Data Preparation

Prompt file formats, the per-prompt schema, image/condition inputs, and how prompts expand into rollout groups.

UniRL training is prompt-first: a data file supplies prompts, and rollout engines generate media that reward components score. This page documents the accepted file formats and the per-prompt schema. For where datasets are mounted, see Data and Models.

File Formats

Point a recipe's data_source at a prompt file via DATA_PATH (env, where the recipe interpolates it) or by overriding the data_source data_path (Hydra override). The reader (unirl/data/datasets.py) accepts three extensions; anything else raises:

Extension	Parsing
`.txt`	One prompt per non-empty line.
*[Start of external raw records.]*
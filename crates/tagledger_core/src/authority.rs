//! Role authority seam.
//!
//! # Responsibility
//! - Define the hierarchical permission interface the registry consumes to
//!   gate tag mutations.
//! - Provide an in-memory reference authority for embedding and tests.
//!
//! # Invariants
//! - Every role has exactly one admin role; unset admin defaults to
//!   [`ROOT_ADMIN_ROLE`].
//! - Granting or revoking a role requires holding that role's admin role.
//! - The registry consumes `has_role`/`role_admin` checks; it never inspects
//!   authority internals.

use crate::model::{Account, RoleId, TagId};
use std::collections::{BTreeMap, BTreeSet};
use std::error::Error;
use std::fmt::{Display, Formatter};

/// Admin role at the top of the hierarchy. Administers every role whose
/// admin was never reassigned, including itself.
pub const ROOT_ADMIN_ROLE: RoleId = TagId::NIL;

/// Authorization failures raised by an authority implementation.
#[derive(Debug, Clone, PartialEq, Eq)]
pub enum AuthorityError {
    /// The caller does not hold the admin role for the target role.
    NotRoleAdmin { role: RoleId, account: Account },
}

impl Display for AuthorityError {
    fn fmt(&self, f: &mut Formatter<'_>) -> std::fmt::Result {
        match self {
            Self::NotRoleAdmin { role, account } => {
                write!(f, "account {account} does not administer role {role}")
            }
        }
    }
}

impl Error for AuthorityError {}

/// Hierarchical role-check interface consumed by the registry.
pub trait RoleAuthority {
    /// Answers whether `account` currently holds `role`.
    fn has_role(&self, role: RoleId, account: &Account) -> bool;
    /// Returns the role permitted to grant/revoke `role`.
    fn role_admin(&self, role: RoleId) -> RoleId;
    /// Reassigns the admin role for `role`.
    ///
    /// Callers must gate this on the current admin role themselves; the
    /// registry's public surface does so before delegating here.
    fn set_role_admin(&mut self, role: RoleId, admin_role: RoleId);
    /// Grants `role` to `account`; `caller` must hold the role's admin role.
    fn grant_role(
        &mut self,
        caller: &Account,
        role: RoleId,
        account: &Account,
    ) -> Result<(), AuthorityError>;
    /// Revokes `role` from `account`; `caller` must hold the role's admin role.
    fn revoke_role(
        &mut self,
        caller: &Account,
        role: RoleId,
        account: &Account,
    ) -> Result<(), AuthorityError>;
}

/// In-memory reference authority with per-role member sets.
#[derive(Debug, Default)]
pub struct MemoryRoleAuthority {
    members: BTreeMap<RoleId, BTreeSet<Account>>,
    admins: BTreeMap<RoleId, RoleId>,
}

impl MemoryRoleAuthority {
    pub fn new() -> Self {
        Self::default()
    }

    /// Creates an authority with `root` holding [`ROOT_ADMIN_ROLE`].
    ///
    /// Bootstrap-only path; after construction all grants go through the
    /// admin-gated [`RoleAuthority::grant_role`].
    pub fn with_root(root: Account) -> Self {
        let mut authority = Self::new();
        authority
            .members
            .entry(ROOT_ADMIN_ROLE)
            .or_default()
            .insert(root);
        authority
    }

    fn require_admin(&self, role: RoleId, caller: &Account) -> Result<(), AuthorityError> {
        if self.has_role(self.role_admin(role), caller) {
            Ok(())
        } else {
            Err(AuthorityError::NotRoleAdmin {
                role,
                account: caller.clone(),
            })
        }
    }
}

impl RoleAuthority for MemoryRoleAuthority {
    fn has_role(&self, role: RoleId, account: &Account) -> bool {
        self.members
            .get(&role)
            .is_some_and(|holders| holders.contains(account))
    }

    fn role_admin(&self, role: RoleId) -> RoleId {
        self.admins.get(&role).copied().unwrap_or(ROOT_ADMIN_ROLE)
    }

    fn set_role_admin(&mut self, role: RoleId, admin_role: RoleId) {
        self.admins.insert(role, admin_role);
    }

    fn grant_role(
        &mut self,
        caller: &Account,
        role: RoleId,
        account: &Account,
    ) -> Result<(), AuthorityError> {
        self.require_admin(role, caller)?;
        self.members.entry(role).or_default().insert(account.clone());
        Ok(())
    }

    fn revoke_role(
        &mut self,
        caller: &Account,
        role: RoleId,
        account: &Account,
    ) -> Result<(), AuthorityError> {
        self.require_admin(role, caller)?;
        if let Some(holders) = self.members.get_mut(&role) {
            holders.remove(account);
        }
        Ok(())
    }
}
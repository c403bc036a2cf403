//! Domain identifier models shared across the registry.

pub mod account;
pub mod item;
pub mod tag;

pub use account::{Account, AccountParseError};
pub use item::ItemId;
pub use tag::{RoleId, TagId};
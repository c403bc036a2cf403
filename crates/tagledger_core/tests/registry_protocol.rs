use rusqlite::Connection;
use std::time::{SystemTime, UNIX_EPOCH};
use tagledger_core::db::open_db_in_memory;
use tagledger_core::{
    Account, ItemId, MemoryOwnershipOracle, MemoryRoleAuthority, RegistryError, RepoError,
    RoleAuthority, SqliteRegistryStore, TagEventKind, TagId, TagRegistry,
};

type Registry<'conn> =
    TagRegistry<SqliteRegistryStore<'conn>, MemoryOwnershipOracle, MemoryRoleAuthority>;

fn account(n: u8) -> Account {
    Account::parse(&format!("0x{n:040x}")).expect("test account should parse")
}

fn admin() -> Account {
    account(1)
}

fn registry_with_tagger<'c>(conn: &'c mut Connection, tag: TagId, tagger: &Account) -> Registry<'c> {
    let store = SqliteRegistryStore::try_new(conn).expect("store over migrated connection");
    let mut authority = MemoryRoleAuthority::with_root(admin());
    authority
        .grant_role(&admin(), tag, tagger)
        .expect("root grant to tagger");
    TagRegistry::new(store, MemoryOwnershipOracle::new(), authority)
}

#[test]
fn add_tag_sets_membership_and_increments_count() {
    let mut conn = open_db_in_memory().unwrap();
    let tag = TagId::from_label("verified");
    let tagger = account(2);
    let mut registry = registry_with_tagger(&mut conn, tag, &tagger);
    registry
        .oracle_mut()
        .mint(ItemId::new(7), account(3))
        .unwrap();

    registry.add_tag(&tagger, ItemId::new(7), tag).unwrap();

    assert!(registry.item_has_tag(ItemId::new(7), tag).unwrap());
    assert_eq!(registry.total_tag_havers(tag).unwrap(), 1);
}

#[test]
fn duplicate_add_fails_with_counts_unchanged() {
    let mut conn = open_db_in_memory().unwrap();
    let tag = TagId::from_label("verified");
    let tagger = account(2);
    let mut registry = registry_with_tagger(&mut conn, tag, &tagger);
    registry
        .oracle_mut()
        .mint(ItemId::new(7), account(3))
        .unwrap();

    registry.add_tag(&tagger, ItemId::new(7), tag).unwrap();
    let err = registry
        .add_tag(&tagger, ItemId::new(7), tag)
        .expect_err("second add must fail");

    assert!(matches!(err, RegistryError::AlreadyTagged { .. }));
    assert_eq!(registry.total_tag_havers(tag).unwrap(), 1);
}

#[test]
fn remove_tag_on_untagged_pair_fails_not_tagged() {
    let mut conn = open_db_in_memory().unwrap();
    let tag = TagId::from_label("verified");
    let tagger = account(2);
    let mut registry = registry_with_tagger(&mut conn, tag, &tagger);
    registry
        .oracle_mut()
        .mint(ItemId::new(7), account(3))
        .unwrap();

    let err = registry
        .remove_tag(&tagger, ItemId::new(7), tag)
        .expect_err("remove on untagged pair must fail");

    assert!(matches!(err, RegistryError::NotTagged { .. }));
    assert_eq!(registry.total_tag_havers(tag).unwrap(), 0);
}

#[test]
fn remove_tag_clears_membership_and_decrements_count() {
    let mut conn = open_db_in_memory().unwrap();
    let tag = TagId::from_label("verified");
    let tagger = account(2);
    let mut registry = registry_with_tagger(&mut conn, tag, &tagger);
    registry
        .oracle_mut()
        .mint(ItemId::new(7), account(3))
        .unwrap();

    registry.add_tag(&tagger, ItemId::new(7), tag).unwrap();
    registry.remove_tag(&tagger, ItemId::new(7), tag).unwrap();

    assert!(!registry.item_has_tag(ItemId::new(7), tag).unwrap());
    assert_eq!(registry.total_tag_havers(tag).unwrap(), 0);
}

#[test]
fn count_equals_membership_after_operation_sequence() {
    let mut conn = open_db_in_memory().unwrap();
    let tag = TagId::from_label("verified");
    let tagger = account(2);
    let mut registry = registry_with_tagger(&mut conn, tag, &tagger);

    for id in 0..6u64 {
        registry
            .oracle_mut()
            .mint(ItemId::new(id), account(3))
            .unwrap();
        registry.add_tag(&tagger, ItemId::new(id), tag).unwrap();
    }
    registry.remove_tag(&tagger, ItemId::new(1), tag).unwrap();
    registry.remove_tag(&tagger, ItemId::new(4), tag).unwrap();
    registry.add_tag(&tagger, ItemId::new(1), tag).unwrap();

    let tagged = (0..6u64)
        .filter(|id| registry.item_has_tag(ItemId::new(*id), tag).unwrap())
        .count() as u64;
    assert_eq!(registry.total_tag_havers(tag).unwrap(), tagged);
    assert_eq!(tagged, 5);
}

#[test]
fn unauthorized_mutations_fail_and_leave_state_untouched() {
    let mut conn = open_db_in_memory().unwrap();
    let tag = TagId::from_label("verified");
    let tagger = account(2);
    let stranger = account(9);
    let mut registry = registry_with_tagger(&mut conn, tag, &tagger);
    registry
        .oracle_mut()
        .mint(ItemId::new(7), account(3))
        .unwrap();

    let err = registry
        .add_tag(&stranger, ItemId::new(7), tag)
        .expect_err("roleless add must fail");
    assert!(matches!(err, RegistryError::Unauthorized { .. }));
    assert!(!registry.item_has_tag(ItemId::new(7), tag).unwrap());
    assert_eq!(registry.total_tag_havers(tag).unwrap(), 0);

    registry.add_tag(&tagger, ItemId::new(7), tag).unwrap();
    let err = registry
        .remove_tag(&stranger, ItemId::new(7), tag)
        .expect_err("roleless remove must fail");
    assert!(matches!(err, RegistryError::Unauthorized { .. }));
    assert!(registry.item_has_tag(ItemId::new(7), tag).unwrap());
    assert_eq!(registry.total_tag_havers(tag).unwrap(), 1);
}

#[test]
fn add_tag_on_nonexistent_item_fails_item_not_found() {
    let mut conn = open_db_in_memory().unwrap();
    let tag = TagId::from_label("verified");
    let tagger = account(2);
    let mut registry = registry_with_tagger(&mut conn, tag, &tagger);

    let err = registry
        .add_tag(&tagger, ItemId::new(404), tag)
        .expect_err("add on unminted item must fail");

    assert!(matches!(err, RegistryError::ItemNotFound(item) if item == ItemId::new(404)));
    assert_eq!(registry.total_tag_havers(tag).unwrap(), 0);
}

#[test]
fn event_feed_records_every_mutation_in_order() {
    let mut conn = open_db_in_memory().unwrap();
    let tag = TagId::from_label("verified");
    let tagger = account(2);
    let mut registry = registry_with_tagger(&mut conn, tag, &tagger);
    registry
        .oracle_mut()
        .mint(ItemId::new(7), account(3))
        .unwrap();

    registry.add_tag(&tagger, ItemId::new(7), tag).unwrap();
    registry.remove_tag(&tagger, ItemId::new(7), tag).unwrap();
    registry.add_tag(&tagger, ItemId::new(7), tag).unwrap();

    let events = registry.events_since(0).unwrap();
    assert_eq!(events.len(), 3);
    assert_eq!(
        events.iter().map(|e| e.kind).collect::<Vec<_>>(),
        vec![
            TagEventKind::TagAdded,
            TagEventKind::TagRemoved,
            TagEventKind::TagAdded,
        ]
    );
    assert!(events.windows(2).all(|pair| pair[0].seq < pair[1].seq));
    assert!(events.iter().all(|e| e.tag == tag && e.item == ItemId::new(7)));

    // Failed mutations append nothing.
    let last_seq = events.last().unwrap().seq;
    let _ = registry.add_tag(&tagger, ItemId::new(7), tag).unwrap_err();
    assert!(registry.events_since(last_seq).unwrap().is_empty());
}

#[test]
fn event_timestamps_are_epoch_milliseconds() {
    let mut conn = open_db_in_memory().unwrap();
    let tag = TagId::from_label("verified");
    let tagger = account(2);
    let mut registry = registry_with_tagger(&mut conn, tag, &tagger);
    registry
        .oracle_mut()
        .mint(ItemId::new(7), account(3))
        .unwrap();

    let before_ms = epoch_ms();
    registry.add_tag(&tagger, ItemId::new(7), tag).unwrap();
    let after_ms = epoch_ms();

    let events = registry.events_since(0).unwrap();
    assert_eq!(events.len(), 1);
    assert!(
        before_ms <= events[0].at_ms && events[0].at_ms <= after_ms,
        "at_ms {} outside wall-clock window [{before_ms}, {after_ms}]",
        events[0].at_ms
    );
}

#[test]
fn store_over_unmigrated_connection_reports_missing_schema() {
    let mut conn = Connection::open_in_memory().unwrap();

    let err = SqliteRegistryStore::try_new(&mut conn)
        .err()
        .expect("store over a raw connection must fail");

    assert!(matches!(err, RepoError::SchemaMissing));
}

fn epoch_ms() -> i64 {
    SystemTime::now()
        .duration_since(UNIX_EPOCH)
        .expect("system time should be after unix epoch")
        .as_millis() as i64
}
Each line becomes `{"prompt": <line>}`.
`.jsonl`	One JSON object per non-empty line.
`.json`	A list of strings or objects, or a dict with a `prompts` list, a `caption`, or a configurable prompt key (default `prompt`).

Minimal JSON:

[
  {"prompt": "A watercolor landscape with snowy mountains at sunrise."},
  {"prompt": "A cinematic portrait of a robot reading under warm light."}
]

A plain .txt file (one prompt per line, like the committed datasets/pickscore/train.txt) works for text-to-video recipes too:

A drone shot flying over a misty pine forest at dawn.
Time-lapse of clouds rolling over a desert canyon.

Per-Prompt Schema

Each object is normalized to a prompt example:

Field	Required	Notes
`prompt` (or `caption`)	yes	Non-empty text.
`prompt_id`	no	Auto-generated as `{filename}:{index}` if omitted.
`metadata`	no	Free-form dict. If omitted, any extra top-level keys become metadata.
`media` / `media_refs`	no	List of media references; each is `{modality, role, uri}`.
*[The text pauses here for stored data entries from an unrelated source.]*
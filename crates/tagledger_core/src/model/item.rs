//! Item identifier model.
//!
//! # Responsibility
//! - Identify one item in the external ownership ledger.
//!
//! # Invariants
//! - Every id value, including 0, is a first-class taggable item; "no
//!   representative item" is expressed as `Option::None`, never as a
//!   reserved id.

use serde::{Deserialize, Serialize};
use std::fmt::{Display, Formatter};
use std::num::ParseIntError;
use std::str::FromStr;

/// Identifier of an item in the external ownership ledger.
#[derive(
    Debug, Clone, Copy, PartialEq, Eq, PartialOrd, Ord, Hash, Serialize, Deserialize,
)]
pub struct ItemId(u64);

impl ItemId {
    pub fn new(value: u64) -> Self {
        Self(value)
    }

    pub fn value(&self) -> u64 {
        self.0
    }
}

impl Display for ItemId {
    fn fmt(&self, f: &mut Formatter<'_>) -> std::fmt::Result {
        write!(f, "{}", self.0)
    }
}

impl FromStr for ItemId {
    type Err = ParseIntError;

    fn from_str(value: &str) -> Result<Self, Self::Err> {
        Ok(Self(value.parse::<u64>()?))
    }
}

impl From<u64> for ItemId {
    fn from(value: u64) -> Self {
        Self(value)
    }
}
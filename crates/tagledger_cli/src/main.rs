//! CLI smoke entry point.
//!
//! # Responsibility
//! - Provide a minimal executable to verify `tagledger_core` linkage.
//! - Keep output deterministic for quick local sanity checks.

use tagledger_core::db::open_db_in_memory;
use tagledger_core::{
    Account, ItemId, MemoryOwnershipOracle, MemoryRoleAuthority, RoleAuthority,
    SqliteRegistryStore, TagId, TagRegistry,
};

fn main() {
    println!("tagledger_core version={}", tagledger_core::core_version());

    let admin = Account::parse("0x0000000000000000000000000000000000000001").expect("admin");
    let alice = Account::parse("0x0000000000000000000000000000000000000002").expect("alice");
    let verified = TagId::from_label("verified");
    let item = ItemId::new(7);

    let mut conn = open_db_in_memory().expect("in-memory db");
    let store = SqliteRegistryStore::try_new(&mut conn).expect("store");
    let mut oracle = MemoryOwnershipOracle::new();
    oracle.mint(item, alice.clone()).expect("mint");
    let mut authority = MemoryRoleAuthority::with_root(admin.clone());
    authority
        .grant_role(&admin, verified, &admin)
        .expect("grant");

    let mut registry = TagRegistry::new(store, oracle, authority);
    registry.add_tag(&admin, item, verified).expect("add tag");

    println!(
        "smoke item_has_tag={} has_tag={} total={}",
        registry.item_has_tag(item, verified).expect("item query"),
        registry.has_tag(&alice, verified).expect("account query"),
        registry.total_tag_havers(verified).expect("count query"),
    );
}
If metadata is omitted, extra top-level keys (anything other than prompt, caption, media, media_refs, metadata, prompt_id) are folded into it. If you pass an explicit metadata dict it is used as-is, so put any extra fields inside it. Legacy precomputed-embedding fields (for example prompt_embed_path, prompt_embeds) are rejected with a hard error — embeddings are computed at runtime.

There is no negative_prompt or per-row seed in the data file. Guidance scale, seed, and resolution come from cfg.sampling, not from manifest rows.
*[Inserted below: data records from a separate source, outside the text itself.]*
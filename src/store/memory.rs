use std::collections::HashMap;

use super::LoanStore;
use crate::errors::{Result, ScheduleError};
use crate::types::{Loan, LoanId, User, UserId};

/// In-memory reference store: hash maps plus an email index.
#[derive(Debug, Default)]
pub struct MemoryStore {
    users: HashMap<UserId, User>,
    loans: HashMap<LoanId, Loan>,
    email_index: HashMap<String, UserId>,
}

impl MemoryStore {
    pub fn new() -> Self {
        Self::default()
    }

    pub fn user_count(&self) -> usize {
        self.users.len()
    }

    pub fn loan_count(&self) -> usize {
        self.loans.len()
    }
}

impl LoanStore for MemoryStore {
    fn insert_user(&mut self, user: User) -> Result<()> {
        if self.email_index.contains_key(&user.email) {
            return Err(ScheduleError::DuplicateEmail { email: user.email });
        }
        self.email_index.insert(user.email.clone(), user.id);
        self.users.insert(user.id, user);
        Ok(())
    }

    fn user(&self, user_id: UserId) -> Option<User> {
        self.users.get(&user_id).cloned()
    }

    fn user_by_email(&self, email: &str) -> Option<User> {
        self.email_index.get(email).and_then(|id| self.user(*id))
    }

    fn insert_loan(&mut self, loan: Loan) -> Result<()> {
        // the loan arrives with its lines already materialized, so the
        // single map insert is the whole unit
        self.loans.insert(loan.id, loan);
        Ok(())
    }

    fn loan(&self, loan_id: LoanId) -> Option<Loan> {
        self.loans.get(&loan_id).cloned()
    }

    fn attach_holder(&mut self, loan_id: LoanId, user_id: UserId) -> Result<()> {
        let loan = self
            .loans
            .get_mut(&loan_id)
            .ok_or(ScheduleError::LoanNotFound { id: loan_id })?;
        if !loan.has_holder(user_id) {
            loan.holders.push(user_id);
        }
        Ok(())
    }

    fn loans_for_user(&self, user_id: UserId) -> Vec<Loan> {
        let mut loans: Vec<Loan> = self
            .loans
            .values()
            .filter(|l| l.has_holder(user_id))
            .cloned()
            .collect();
        loans.sort_by_key(|l| (l.created_at, l.id));
        loans
    }
}
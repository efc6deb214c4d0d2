use chrono::{DateTime, Utc};
use serde::{Deserialize, Serialize};
use uuid::Uuid;

use crate::decimal::{Money, Rate};
use crate::errors::{Result, ScheduleError};

/// unique identifier for a loan
pub type LoanId = Uuid;

/// unique identifier for a user
pub type UserId = Uuid;

/// Immutable terms a loan is written at.
///
/// `new` is the validating path: a zero term, a non-positive principal,
/// or a negative rate never reaches the calculator.
#[derive(Debug, Clone, Copy, PartialEq, Serialize, Deserialize)]
pub struct LoanTerms {
    /// annual rate
    pub interest_rate: Rate,
    pub term_months: u32,
    pub principal: Money,
}

impl LoanTerms {
    pub fn new(interest_rate: Rate, term_months: u32, principal: Money) -> Result<Self> {
        let terms = LoanTerms {
            interest_rate,
            term_months,
            principal,
        };
        terms.validate()?;
        Ok(terms)
    }

    /// check the terms; fields are public, so the service re-checks at
    /// loan creation
    pub fn validate(&self) -> Result<()> {
        if self.interest_rate.is_negative() {
            return Err(ScheduleError::InvalidInterestRate {
                rate: self.interest_rate,
            });
        }
        if self.term_months == 0 {
            return Err(ScheduleError::InvalidTerm {
                months: self.term_months,
            });
        }
        if !self.principal.is_positive() {
            return Err(ScheduleError::InvalidPrincipal {
                amount: self.principal,
            });
        }
        Ok(())
    }
}

/// One month's split of the fixed payment, rounded to cents when the
/// schedule was generated.
#[derive(Debug, Clone, PartialEq, Serialize, Deserialize)]
pub struct PaymentLine {
    /// 1-based month number
    pub month: u32,
    pub principal_portion: Money,
    pub interest_portion: Money,
}

impl PaymentLine {
    pub fn monthly_payment(&self) -> Money {
        self.principal_portion + self.interest_portion
    }
}

/// schedule row with the balance outstanding after that month's payment
#[derive(Debug, Clone, PartialEq, Serialize, Deserialize)]
pub struct ScheduleItem {
    pub month: u32,
    pub remaining_balance: Money,
    pub monthly_payment: Money,
}

/// Cumulative position at a requested month.
///
/// `principal_balance` is `None` when the requested month lies past the
/// end of the schedule; the paid totals then cover every line.
#[derive(Debug, Clone, PartialEq, Serialize, Deserialize)]
pub struct MonthSummary {
    pub principal_balance: Option<Money>,
    pub principal_paid: Money,
    pub interest_paid: Money,
}

/// Stored loan: terms plus the lines materialized once at creation.
#[derive(Debug, Clone, PartialEq, Serialize, Deserialize)]
pub struct Loan {
    pub id: LoanId,
    pub terms: LoanTerms,
    pub lines: Vec<PaymentLine>,
    /// every user the loan is held by, creator first
    pub holders: Vec<UserId>,
    pub created_at: DateTime<Utc>,
}

impl Loan {
    pub fn has_holder(&self, user_id: UserId) -> bool {
        self.holders.contains(&user_id)
    }
}

/// registered user; email is unique within a store
#[derive(Debug, Clone, PartialEq, Eq, Serialize, Deserialize)]
pub struct User {
    pub id: UserId,
    pub first_name: String,
    pub last_name: String,
    pub email: String,
}

impl User {
    pub fn full_name(&self) -> String {
        format!("{} {}", self.first_name, self.last_name)
    }
}
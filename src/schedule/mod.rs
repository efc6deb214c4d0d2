pub mod amortization;
pub mod query;

pub use amortization::{generate_schedule, monthly_payment};
pub use query::{full_schedule, month_summary};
Image-Conditioned and Edit/I2V Inputs

For image-to-video, editing, or other conditioned recipes, attach a condition image through media_refs:

{
  "prompt": "Animate this scene with gentle falling snow.",
  "media_refs": [
    {"modality": "image", "role": "condition", "uri": "frames/scene_01.png"}
  ]
}

Relative URIs resolve against the dataset file's directory.
Absolute paths and http://, https://, s3://, gs:// URIs pass through unchanged.
Today the driver loads exactly one (modality="image", role="condition") ref per prompt; other modality/role pairs raise NotImplementedError.
There is no video URI role in the data contract: text-to-video uses .txt prompts, and image-to-video uses an image condition ref.

How Prompts Become Rollout Groups

Two knobs control batch shape, and they apply at different stages:

prompts_per_rollout is the number of distinct prompts sampled per rollout (the data loader's batch size). Prompts are not pre-duplicated.
sampling.samples_per_prompt repeats each prompt k times later, in the rollout pipeline, to form an N-sample GRPO group. Siblings share a group_id and get sample_ids like prompt:<gid>:sample:<j>.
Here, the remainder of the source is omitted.